**** PROVIDED RECORDS

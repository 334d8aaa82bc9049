//! The bridge context object.
//!
//! Owns every shared resource explicitly (transport, correlation registry,
//! dispatcher, scheduler, scene and chrome state) so nothing in the crate
//! lives in ambient module-level globals. One `UiBridge` is one channel to
//! one render host.

use std::path::Path;
use std::sync::atomic::{AtomicBool, Ordering};
use std::sync::Arc;

use parking_lot::{Mutex, RwLock};
use tracing::{debug, trace};
use uuid::Uuid;

use crate::config::{BridgeConfig, RenderMode};
use crate::dispatch::Dispatcher;
use crate::error::BridgeError;
use crate::protocol::{Hotkey, Message, StatusBarConfig, UiEvent, WindowConfig};
use crate::registry::PendingRequests;
use crate::scheduler::RenderScheduler;
use crate::transport::{MessageSink, Transport};
use crate::tree::{assign_identities, diff, flatten, Element, Snapshot};
use crate::value::Value;

pub type SceneFn = Arc<dyn Fn() -> Element + Send + Sync>;

/// Non-tree UI state sent alongside every snapshot.
#[derive(Debug, Clone, Default)]
pub struct Chrome {
    pub status_bar: StatusBarConfig,
    pub window: Option<WindowConfig>,
    pub menu: Option<Value>,
    pub hotkeys: Vec<Hotkey>,
    pub fonts: Vec<String>,
}

struct SharedState {
    scene: RwLock<Option<SceneFn>>,
    chrome: RwLock<Chrome>,
    /// Comparison baseline for the next diff; retained across renders.
    last_snapshot: Mutex<Option<Snapshot>>,
}

pub struct UiBridge {
    config: BridgeConfig,
    transport: Arc<Transport>,
    requests: Arc<PendingRequests>,
    dispatcher: Arc<Dispatcher>,
    scheduler: RenderScheduler,
    state: Arc<SharedState>,
    shut_down: AtomicBool,
}

impl UiBridge {
    pub fn new(config: BridgeConfig) -> Self {
        let transport = Arc::new(Transport::new(config.max_frame_bytes));
        let requests = Arc::new(PendingRequests::new());
        let dispatcher = Arc::new(Dispatcher::new(Arc::clone(&requests)));
        let state = Arc::new(SharedState {
            scene: RwLock::new(None),
            chrome: RwLock::new(Chrome::default()),
            last_snapshot: Mutex::new(None),
        });

        let render_transport = Arc::clone(&transport);
        let render_state = Arc::clone(&state);
        let render_config = config.clone();
        let scheduler = RenderScheduler::spawn(
            config.poll_interval(),
            config.min_frame_interval(),
            Arc::new(move || render_pass(&render_config, &render_transport, &render_state)),
        );

        Self {
            config,
            transport,
            requests,
            dispatcher,
            scheduler,
            state,
            shut_down: AtomicBool::new(false),
        }
    }

    /// Connects to the host's socket, retrying while the host starts up.
    pub fn connect(&self, path: &Path) -> Result<(), BridgeError> {
        self.transport.connect(
            path,
            self.config.connect_retries,
            self.config.connect_retry_delay(),
            Arc::clone(&self.dispatcher) as Arc<dyn MessageSink>,
        )
    }

    pub fn is_connected(&self) -> bool {
        self.transport.is_connected()
    }

    /// Installs the function that produces the current UI graph. Called
    /// once per render pass; the graph is rebuilt fresh every time.
    pub fn set_scene(&self, scene: impl Fn() -> Element + Send + Sync + 'static) {
        *self.state.scene.write() = Some(Arc::new(scene));
    }

    pub fn set_event_handler(&self, handler: impl Fn(UiEvent) + Send + Sync + 'static) {
        self.dispatcher.set_event_handler(Arc::new(handler));
    }

    /// Signals that state changed and a render should follow. Cheap and
    /// non-blocking; any number of calls coalesce into one pass.
    pub fn request_render(&self) {
        self.scheduler.request_render();
    }

    /// Renders synchronously, excluded against the scheduler loop. Used
    /// for the initial render after `connect`.
    pub fn render_now(&self) -> Result<(), BridgeError> {
        self.scheduler.render_now()
    }

    pub fn set_status_bar(&self, status_bar: StatusBarConfig) {
        self.state.chrome.write().status_bar = status_bar;
        self.request_render();
    }

    pub fn set_window(&self, window: Option<WindowConfig>) {
        self.state.chrome.write().window = window;
        self.request_render();
    }

    pub fn set_menu(&self, menu: Option<Value>) {
        self.state.chrome.write().menu = menu;
        self.request_render();
    }

    pub fn set_hotkeys(&self, hotkeys: Vec<Hotkey>) {
        self.state.chrome.write().hotkeys = hotkeys;
        self.request_render();
    }

    pub fn set_fonts(&self, fonts: Vec<String>) {
        self.state.chrome.write().fonts = fonts;
        self.request_render();
    }

    /// Asks the host for its clipboard text.
    pub fn clipboard_text(&self) -> Option<String> {
        match self.issue_request(|request_id| Message::ClipboardQuery { request_id })? {
            Value::Str(text) => Some(text),
            _ => None,
        }
    }

    /// Opens the host's file dialog; empty when cancelled or timed out.
    pub fn choose_files(&self, options: Value) -> Vec<String> {
        let result = self.issue_request(|request_id| Message::FileDialogQuery {
            request_id,
            options,
        });
        match result {
            Some(Value::List(paths)) => paths
                .into_iter()
                .filter_map(|path| match path {
                    Value::Str(path) => Some(path),
                    _ => None,
                })
                .collect(),
            _ => Vec::new(),
        }
    }

    /// Reads a user preference from the host.
    pub fn preference(&self, key: &str) -> Option<Value> {
        let key = key.to_string();
        self.issue_request(|request_id| Message::PreferenceQuery { request_id, key })
            .filter(|value| !value.is_null())
    }

    /// Generic host service call.
    pub fn service_call(&self, service: &str, payload: Value) -> Option<Value> {
        let service = service.to_string();
        self.issue_request(|request_id| Message::ServiceQuery {
            request_id,
            service,
            payload,
        })
    }

    /// Tells the host to terminate gracefully.
    pub fn quit(&self) {
        self.transport.send(&Message::Quit);
    }

    /// Tears the bridge down: stops the scheduler, wakes every pending
    /// waiter empty-handed, and closes the channel. Idempotent.
    pub fn shutdown(&self) {
        if self.shut_down.swap(true, Ordering::SeqCst) {
            return;
        }
        debug!("bridge shutting down");
        self.scheduler.shutdown();
        self.requests.clear();
        self.transport.disconnect();
    }

    /// Registers a request id, sends the query, and blocks for the
    /// correlated response up to the configured timeout. Degrades to
    /// `None` on disconnect or timeout rather than surfacing a transport
    /// failure into application code.
    fn issue_request(&self, build: impl FnOnce(String) -> Message) -> Option<Value> {
        if !self.transport.is_connected() {
            trace!("request skipped, channel disconnected");
            return None;
        }
        let id = Uuid::new_v4().to_string();
        self.requests.create(&id);
        self.transport.send(&build(id.clone()));
        self.requests.wait(&id, self.config.request_timeout())
    }
}

impl Drop for UiBridge {
    fn drop(&mut self) {
        self.shutdown();
    }
}

/// One full render pass: rebuild the graph, flatten it, and put either a
/// full snapshot or a patch set on the wire.
fn render_pass(
    config: &BridgeConfig,
    transport: &Transport,
    state: &SharedState,
) -> Result<(), BridgeError> {
    let scene = state.scene.read().clone();
    let Some(scene) = scene else {
        trace!("render requested before a scene was installed");
        return Ok(());
    };

    let mut root = scene();
    assign_identities(&mut root, config.max_depth)?;
    let snapshot = flatten(&root, config.max_depth)?;
    let chrome = state.chrome.read().clone();

    let message = match config.render_mode {
        RenderMode::FullSnapshot => {
            *state.last_snapshot.lock() = Some(snapshot.clone());
            Message::FlatRender {
                nodes: snapshot.nodes,
                root_id: snapshot.root_id,
                status_bar: chrome.status_bar,
                window: chrome.window,
                menu: chrome.menu,
                hotkeys: chrome.hotkeys,
                fonts: chrome.fonts,
            }
        }
        RenderMode::LegacyNested => {
            let root = crate::tree::to_nested(&snapshot, config.max_depth)?;
            *state.last_snapshot.lock() = Some(snapshot);
            Message::Render {
                root,
                status_bar: chrome.status_bar,
                window: chrome.window,
            }
        }
        RenderMode::Patch => {
            let mut baseline = state.last_snapshot.lock();
            let patches = diff(baseline.as_ref(), Some(&snapshot), config.max_depth)?;
            *baseline = Some(snapshot);
            Message::ApplyPatch {
                patches,
                status_bar: chrome.status_bar,
                window: chrome.window,
            }
        }
    };

    transport.send(&message);
    Ok(())
}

********

# WHAT YOU ARE ASKED TO DO:
With the line containing "one channel to" as the last one, please set down exactly the lines of the records above from their very first line, and nothing more.

# YOUR SOLUTION:
repository 334d8aaa82bc9049
//! The bridge context object.
//!
//! Owns every shared resource explicitly (transport, correlation registry,
//! dispatcher, scheduler, scene and chrome state) so nothing in the crate
//! lives in ambient module-level globals. One `UiBridge` is one channel to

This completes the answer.